Я пообещал, хотя был уверен, что мне подобная услуга понадобится раньше, чем ей. Тогда мы решили, что возьмем обещание с детей, когда они станут достаточно большими, чтобы его выполнить. По одному на подушку, а третий пусть следит, как бы никто не зашел, потому что мы хотели умереть вместе – тогда пережившему не придется горевать. Мы говорили об этом смеясь, шутка еще никого не убивала.

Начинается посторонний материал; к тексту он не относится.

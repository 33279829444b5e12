pub mod category;
pub mod corpus;
pub mod detection;
pub mod risk;
pub mod span;

pub use category::{PiiCategory, Severity};
pub use corpus::CorpusStatistics;
pub use detection::DetectionResult;
pub use risk::{RiskClassification, RiskLevel};
pub use span::{MaskIndexSet, MatchSpan};
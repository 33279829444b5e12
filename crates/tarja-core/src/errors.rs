/// Engine-level errors.
///
/// Under normal operation nothing in the detection pipeline raises: bad
/// input passes through, recognizer failures degrade to zero entities,
/// checksum mismatches are recorded rather than reported. The variants
/// here exist for the trait seams and for misconfiguration at startup.
#[derive(Debug, thiserror::Error)]
pub enum TarjaError {
    #[error("recognizer error: {message}")]
    Recognizer { message: String },

    #[error("pattern '{name}' failed to compile")]
    PatternCompilation { name: &'static str },
}

pub type TarjaResult<T> = Result<T, TarjaError>;
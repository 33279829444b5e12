//! Mask rendering.

use tarja_core::constants::MASK_CHAR;
use tarja_core::models::MaskIndexSet;

/// Render the redacted copy of `text`.
///
/// Every alphanumeric character whose starting byte offset is in the
/// mask becomes [`MASK_CHAR`]; punctuation and whitespace inside a
/// masked span stay visible, so `123.456.789-09` renders as
/// `xxx.xxx.xxx-xx`.
pub fn render(text: &str, mask: &MaskIndexSet) -> String {
    if mask.is_empty() {
        return text.to_string();
    }

    let mut out = String::with_capacity(text.len());
    for (offset, ch) in text.char_indices() {
        if mask.contains(offset) && ch.is_alphanumeric() {
            out.push(MASK_CHAR);
        } else {
            out.push(ch);
        }
    }
    out
}

#[cfg(test)]
mod tests {
    use super::*;

    fn mask_of(start: usize, end: usize) -> MaskIndexSet {
        let mut mask = MaskIndexSet::new();
        mask.insert_span(start, end);
        mask
    }

    #[test]
    fn empty_mask_returns_text_unchanged() {
        let text = "nenhum dado pessoal aqui";
        assert_eq!(render(text, &MaskIndexSet::new()), text);
    }

    #[test]
    fn punctuation_inside_span_survives() {
        let text = "CPF 123.456.789-09 citado";
        let start = text.find("123").unwrap();
        let mask = mask_of(start, start + "123.456.789-09".len());
        assert_eq!(render(text, &mask), "CPF xxx.xxx.xxx-xx citado");
    }

    #[test]
    fn email_keeps_at_sign_and_dots() {
        let text = "contato: maria@example.com";
        let start = text.find("maria").unwrap();
        let mask = mask_of(start, text.len());
        assert_eq!(render(text, &mask), "contato: xxxxx@xxxxxxx.xxx");
    }

    #[test]
    fn multibyte_text_masks_whole_characters() {
        let text = "nome: José";
        let start = text.find("José").unwrap();
        let mask = mask_of(start, text.len());
        let redacted = render(text, &mask);
        assert_eq!(redacted, "nome: xxxx");
        assert_eq!(redacted.chars().count(), text.chars().count());
    }

    #[test]
    fn unmasked_regions_untouched() {
        let text = "antes 12345678 depois";
        let start = text.find("12345678").unwrap();
        let mask = mask_of(start, start + 8);
        assert_eq!(render(text, &mask), "antes xxxxxxxx depois");
    }
}
use std::collections::BTreeSet;

use serde::{Deserialize, Serialize};

use crate::models::PiiCategory;

/// A candidate PII span produced by one detector.
///
/// `start`/`end` are byte offsets into the source text (half-open).
/// `valid` is meaningful only for checksum-validated categories; detectors
/// without a checksum leave it true.
#[derive(Debug, Clone, Copy, PartialEq, Eq, Serialize, Deserialize)]
pub struct MatchSpan {
    pub start: usize,
    pub end: usize,
    pub category: PiiCategory,
    pub valid: bool,
}

impl MatchSpan {
    pub fn new(start: usize, end: usize, category: PiiCategory) -> Self {
        Self {
            start,
            end,
            category,
            valid: true,
        }
    }

    pub fn with_validity(start: usize, end: usize, category: PiiCategory, valid: bool) -> Self {
        Self {
            start,
            end,
            category,
            valid,
        }
    }

    pub fn len(&self) -> usize {
        self.end.saturating_sub(self.start)
    }

    pub fn is_empty(&self) -> bool {
        self.end <= self.start
    }
}

/// The set of byte offsets that must be redacted in the final text.
///
/// Append-only for the duration of one detection call: an offset, once
/// added, is never removed. Overlap queries drive the first-detector-wins
/// policy of the span accumulator.
#[derive(Debug, Clone, Default)]
pub struct MaskIndexSet {
    indices: BTreeSet<usize>,
}

impl MaskIndexSet {
    pub fn new() -> Self {
        Self::default()
    }

    /// Add every offset in `start..end` to the mask.
    pub fn insert_span(&mut self, start: usize, end: usize) {
        self.indices.extend(start..end);
    }

    /// Whether any offset in `start..end` is already masked.
    pub fn intersects(&self, start: usize, end: usize) -> bool {
        self.indices.range(start..end).next().is_some()
    }

    pub fn contains(&self, index: usize) -> bool {
        self.indices.contains(&index)
    }

    pub fn len(&self) -> usize {
        self.indices.len()
    }

    pub fn is_empty(&self) -> bool {
        self.indices.is_empty()
    }
}
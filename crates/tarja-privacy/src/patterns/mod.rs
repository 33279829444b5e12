pub mod contact;
pub mod identifiers;
pub mod sensitive;

use regex::Regex;
use std::sync::LazyLock;

use tarja_core::models::{MatchSpan, PiiCategory};

/// A compiled detection pattern.
///
/// The regex is `None` when compilation failed at first use; such a
/// pattern simply produces no matches and is surfaced by
/// [`pattern_health`] instead of panicking.
pub struct PiiPattern {
    pub name: &'static str,
    pub category: PiiCategory,
    pub regex: &'static LazyLock<Option<Regex>>,
}

macro_rules! pii_pattern {
    ($name:ident, $regex_str:expr) => {
        pub static $name: std::sync::LazyLock<Option<regex::Regex>> =
            std::sync::LazyLock::new(|| regex::Regex::new($regex_str).ok());
    };
}
pub(crate) use pii_pattern;

/// Collect every match of `regex` as a span of `category`.
pub fn scan(text: &str, regex: &LazyLock<Option<Regex>>, category: PiiCategory) -> Vec<MatchSpan> {
    let Some(re) = regex.as_ref() else {
        return Vec::new();
    };
    re.find_iter(text)
        .map(|m| MatchSpan::new(m.start(), m.end(), category))
        .collect()
}

/// Names of patterns that failed to compile, across every table.
pub fn pattern_health() -> Vec<&'static str> {
    let mut failed = Vec::new();
    for pat in identifiers::all_patterns()
        .iter()
        .chain(contact::all_patterns().iter())
        .chain(contact::phone_patterns().iter())
    {
        if pat.regex.is_none() {
            failed.push(pat.name);
        }
    }
    failed.extend(sensitive::pattern_failures());
    failed
}
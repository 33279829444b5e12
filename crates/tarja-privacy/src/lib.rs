//! # tarja-privacy
//!
//! Detection & redaction engine for Portuguese citizen-request text with
//! Brazilian identifier formats.
//!
//! ## Pipeline
//! Detectors run in fixed priority order over one text record:
//! 1. **Legal process** (SEI numbers): first, so long digit runs leave
//!    contention before the phone pass
//! 2. **Individual tax ID**: formatted always, bare 11-digit runs only
//!    with corroborating context; check digits validated either way
//! 3. **Person names**: recognizer entities cross-checked against name
//!    dictionaries and honorifics
//! 4. **General registry / company ID**: label-anchored registry numbers,
//!    formatted CNPJ
//! 5. **Email / address / postal code**
//! 6. **Phone**: strict area-code-shaped patterns, rejected near strict
//!    identifier labels
//! 7. **Sensitive topics**: last, and only when an identifier was found
//!
//! Candidate spans are folded through a single append-only mask index set;
//! the first detector to claim a range wins. Rendering replaces masked
//! alphanumerics with `'x'` and leaves punctuation intact.

pub mod accumulator;
pub mod checksum;
pub mod context;
pub mod engine;
pub mod names;
pub mod patterns;
pub mod redact;

pub use engine::DetectionEngine;
//! Per-record risk classification.

use std::collections::BTreeMap;

use tarja_core::models::{PiiCategory, RiskClassification, RiskLevel, Severity};

/// Classify one record from its category counts.
///
/// Pure function of the counts: any critical-severity category makes the
/// record critical, any remaining moderate category makes it moderate,
/// otherwise the record is publishable. Reasons carry the descriptions
/// of the triggering categories, in category order.
pub fn classify_record(category_counts: &BTreeMap<PiiCategory, u32>) -> RiskClassification {
    let triggering = |severity: Severity| -> Vec<String> {
        PiiCategory::ALL
            .iter()
            .filter(|cat| cat.severity() == severity)
            .filter(|cat| category_counts.get(cat).copied().unwrap_or(0) > 0)
            .map(|cat| cat.description().to_string())
            .collect()
    };

    let critical = triggering(Severity::Critical);
    if !critical.is_empty() {
        return RiskClassification {
            level: RiskLevel::Critical,
            reasons: critical,
        };
    }

    let moderate = triggering(Severity::Moderate);
    if !moderate.is_empty() {
        return RiskClassification {
            level: RiskLevel::Moderate,
            reasons: moderate,
        };
    }

    RiskClassification::public()
}
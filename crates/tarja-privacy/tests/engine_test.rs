//! End-to-end pipeline behavior over single records.

use std::sync::Arc;

use tarja_core::models::PiiCategory;
use tarja_core::traits::{Entity, EntityLabel, IRecognizer};
use tarja_core::{TarjaError, TarjaResult};
use tarja_privacy::DetectionEngine;

/// Recognizer stub returning a fixed entity list.
struct FixedRecognizer {
    entities: Vec<Entity>,
}

impl IRecognizer for FixedRecognizer {
    fn recognize(&self, _text: &str) -> TarjaResult<Vec<Entity>> {
        Ok(self.entities.clone())
    }
}

/// Recognizer stub that always fails.
struct BrokenRecognizer;

impl IRecognizer for BrokenRecognizer {
    fn recognize(&self, _text: &str) -> TarjaResult<Vec<Entity>> {
        Err(TarjaError::Recognizer {
            message: "model not loaded".to_string(),
        })
    }
}

fn init_tracing() {
    let _ = tracing_subscriber::fmt()
        .with_test_writer()
        .with_env_filter("tarja_privacy=debug")
        .try_init();
}

fn person_entity(text: &str, needle: &str) -> Entity {
    let start = text.find(needle).unwrap();
    Entity {
        start,
        end: start + needle.len(),
        label: EntityLabel::Person,
        text: needle.to_string(),
    }
}

#[test]
fn empty_input_passes_through() {
    let engine = DetectionEngine::new();
    let result = engine.detect_and_redact("").unwrap();
    assert!(!result.has_pii());
    assert_eq!(result.redacted_text, "");

    let result = engine.detect_and_redact_record(None).unwrap();
    assert!(!result.has_pii());
}

#[test]
fn formatted_tax_id_needs_no_context() {
    let engine = DetectionEngine::new();
    let result = engine
        .detect_and_redact("segue o documento 123.456.789-09 anexo")
        .unwrap();
    assert_eq!(result.count(PiiCategory::IndividualTaxId), 1);
    assert!(result.has_identifier);
}

#[test]
fn bare_tax_id_requires_corroborating_context() {
    let engine = DetectionEngine::new();

    let with_context = engine
        .detect_and_redact("CPF do requerente: 52998224725")
        .unwrap();
    assert_eq!(with_context.count(PiiCategory::IndividualTaxId), 1);

    let without_context = engine
        .detect_and_redact("registro interno 52998224725 arquivado")
        .unwrap();
    assert_eq!(without_context.count(PiiCategory::IndividualTaxId), 0);
}

#[test]
fn invalid_checksum_still_masked_but_not_identifying() {
    let engine = DetectionEngine::new();
    let result = engine
        .detect_and_redact("CPF 111.111.111-11 recusado")
        .unwrap();
    assert_eq!(result.count(PiiCategory::IndividualTaxId), 1);
    assert_eq!(
        result.invalid_counts.get(&PiiCategory::IndividualTaxId),
        Some(&1)
    );
    assert!(!result.has_identifier);
    assert!(result.redacted_text.contains("xxx.xxx.xxx-xx"));
}

#[test]
fn legal_process_outranks_phone_on_overlap() {
    let engine = DetectionEngine::new();
    // The middle run alone is a well-formed mobile number; the process
    // pattern claims the whole span first.
    let result = engine
        .detect_and_redact("processo 00058 61987654321/2023-11 em andamento")
        .unwrap();
    assert_eq!(result.count(PiiCategory::LegalProcess), 1);
    assert_eq!(result.count(PiiCategory::Phone), 0);
}

#[test]
fn sensitive_topic_gated_on_identifier() {
    let engine = DetectionEngine::new();

    let ungated = engine
        .detect_and_redact("informações sobre tratamento de câncer")
        .unwrap();
    assert_eq!(ungated.count(PiiCategory::SensitiveHealth), 0);
    assert_eq!(ungated.redacted_text, "informações sobre tratamento de câncer");

    let gated = engine
        .detect_and_redact("CPF 529.982.247-25, em tratamento de câncer")
        .unwrap();
    assert_eq!(gated.count(PiiCategory::SensitiveHealth), 1);
    assert_eq!(gated.count(PiiCategory::IndividualTaxId), 1);
    assert!(!gated.redacted_text.contains("câncer"));
}

#[test]
fn redaction_preserves_length_and_punctuation() {
    let engine = DetectionEngine::new();
    let text = "CPF: 123.456.789-09";
    let result = engine.detect_and_redact(text).unwrap();
    assert_eq!(result.redacted_text, "CPF: xxx.xxx.xxx-xx");
    assert_eq!(
        result.redacted_text.chars().count(),
        text.chars().count()
    );
}

#[test]
fn institutional_email_not_counted() {
    let engine = DetectionEngine::new();
    let result = engine
        .detect_and_redact("responder para ouvidoria@cidade.gov.br ou ana@gmail.com")
        .unwrap();
    assert_eq!(result.count(PiiCategory::Email), 1);
    assert!(result.redacted_text.contains("ouvidoria@cidade.gov.br"));
    assert!(!result.redacted_text.contains("ana@gmail.com"));
}

#[test]
fn phone_shaped_run_near_registry_label_rejected() {
    let engine = DetectionEngine::new();
    let result = engine
        .detect_and_redact("meu RG já informado: 61987654321")
        .unwrap();
    assert_eq!(result.count(PiiCategory::Phone), 0);
}

#[test]
fn lowercase_street_prose_is_still_an_address() {
    // The address pattern is case-insensitive end to end, including the
    // single-letter tail, so all-lowercase street prose is claimed.
    let engine = DetectionEngine::new();
    let result = engine.detect_and_redact("rua das flores").unwrap();
    assert_eq!(result.count(PiiCategory::FullAddress), 1);
    assert_eq!(result.redacted_text, "xxx xxx xxxxxx");
}

#[test]
fn invalid_tax_id_does_not_open_sensitive_gate() {
    // An ID that fails its check digits is masked and counted but does
    // not vouch for the record, so sensitive phrases stay unflagged.
    let engine = DetectionEngine::new();
    let result = engine
        .detect_and_redact("CPF 111.111.111-11, paciente com câncer")
        .unwrap();
    assert_eq!(result.count(PiiCategory::IndividualTaxId), 1);
    assert_eq!(
        result.invalid_counts.get(&PiiCategory::IndividualTaxId),
        Some(&1)
    );
    assert_eq!(result.count(PiiCategory::SensitiveHealth), 0);
    assert!(!result.has_identifier);
    assert!(result.redacted_text.contains("câncer"));
}

#[test]
fn person_name_from_recognizer_counted() {
    let text = "requerimento aberto por Maria Silva nesta data";
    let recognizer = FixedRecognizer {
        entities: vec![person_entity(text, "Maria Silva")],
    };
    let engine = DetectionEngine::with_recognizer(Arc::new(recognizer));
    let result = engine.detect_and_redact(text).unwrap();
    assert_eq!(result.count(PiiCategory::PersonName), 1);
    assert!(result.has_identifier);
    assert!(!result.redacted_text.contains("Maria"));
}

#[test]
fn organizational_entity_rejected_despite_first_name() {
    let text = "representado por João Advogados Associados no processo";
    let recognizer = FixedRecognizer {
        entities: vec![person_entity(text, "João Advogados Associados")],
    };
    let engine = DetectionEngine::with_recognizer(Arc::new(recognizer));
    let result = engine.detect_and_redact(text).unwrap();
    assert_eq!(result.count(PiiCategory::PersonName), 0);
}

#[test]
fn recognizer_failure_keeps_regex_detections() {
    init_tracing();
    let text = "contatar ana@gmail.com, CPF 123.456.789-09";
    let broken = DetectionEngine::with_recognizer(Arc::new(BrokenRecognizer));
    let plain = DetectionEngine::new();

    let with_broken = broken.detect_and_redact(text).unwrap();
    let without = plain.detect_and_redact(text).unwrap();
    assert_eq!(with_broken.category_counts, without.category_counts);
    assert_eq!(with_broken.count(PiiCategory::Email), 1);
    assert_eq!(with_broken.count(PiiCategory::IndividualTaxId), 1);
}

#[test]
fn person_name_gates_sensitive_topics() {
    let text = "Maria Silva informa que recebe bolsa família";
    let recognizer = FixedRecognizer {
        entities: vec![person_entity(text, "Maria Silva")],
    };
    let engine = DetectionEngine::with_recognizer(Arc::new(recognizer));
    let result = engine.detect_and_redact(text).unwrap();
    assert_eq!(result.count(PiiCategory::PersonName), 1);
    assert_eq!(result.count(PiiCategory::SensitiveSocial), 1);
}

Мы смотрели, как уезжают наши старики-соседи, а потом Мари регулярно их навещала, чтобы поговорить об их доме, который мы переоборудовали под деревенский постоялый двор для тех, кто брал напрокат велосипеды, и для горожан в поисках покоя, которые покупали у нас сыр – и коровий, и овечий. Но собак мы не продавали, никогда. Нам нужны были доказательства. Наличие стада. Иначе мы бы отправили наших псов в ад. Ад скуки и бездействия.
Мы смотрели, как растут наши дети, с облегчением отмечая, что они вполне социально уравновешенны. С такими родителями-дикарями, как мы, было чего опасаться в плане интеграции нашего потомства. Обычно от собак родятся собаки, а от кошек кошки. А от волков волки… или же ягнята, – любила она добавлять, сравнивая меня с моим скотом-отцом, а Антуана с его лисицей-матерью. Вовсе нет, отвечал я, поскольку мой отец не был моим отцом, я понял, что это генеалогическое отклонение, проведя рукой по ее покрытому пушком телу в первый раз, когда мы занимались любовью. Степень ее ворсистости определила мое происхождение. Это ее смешило.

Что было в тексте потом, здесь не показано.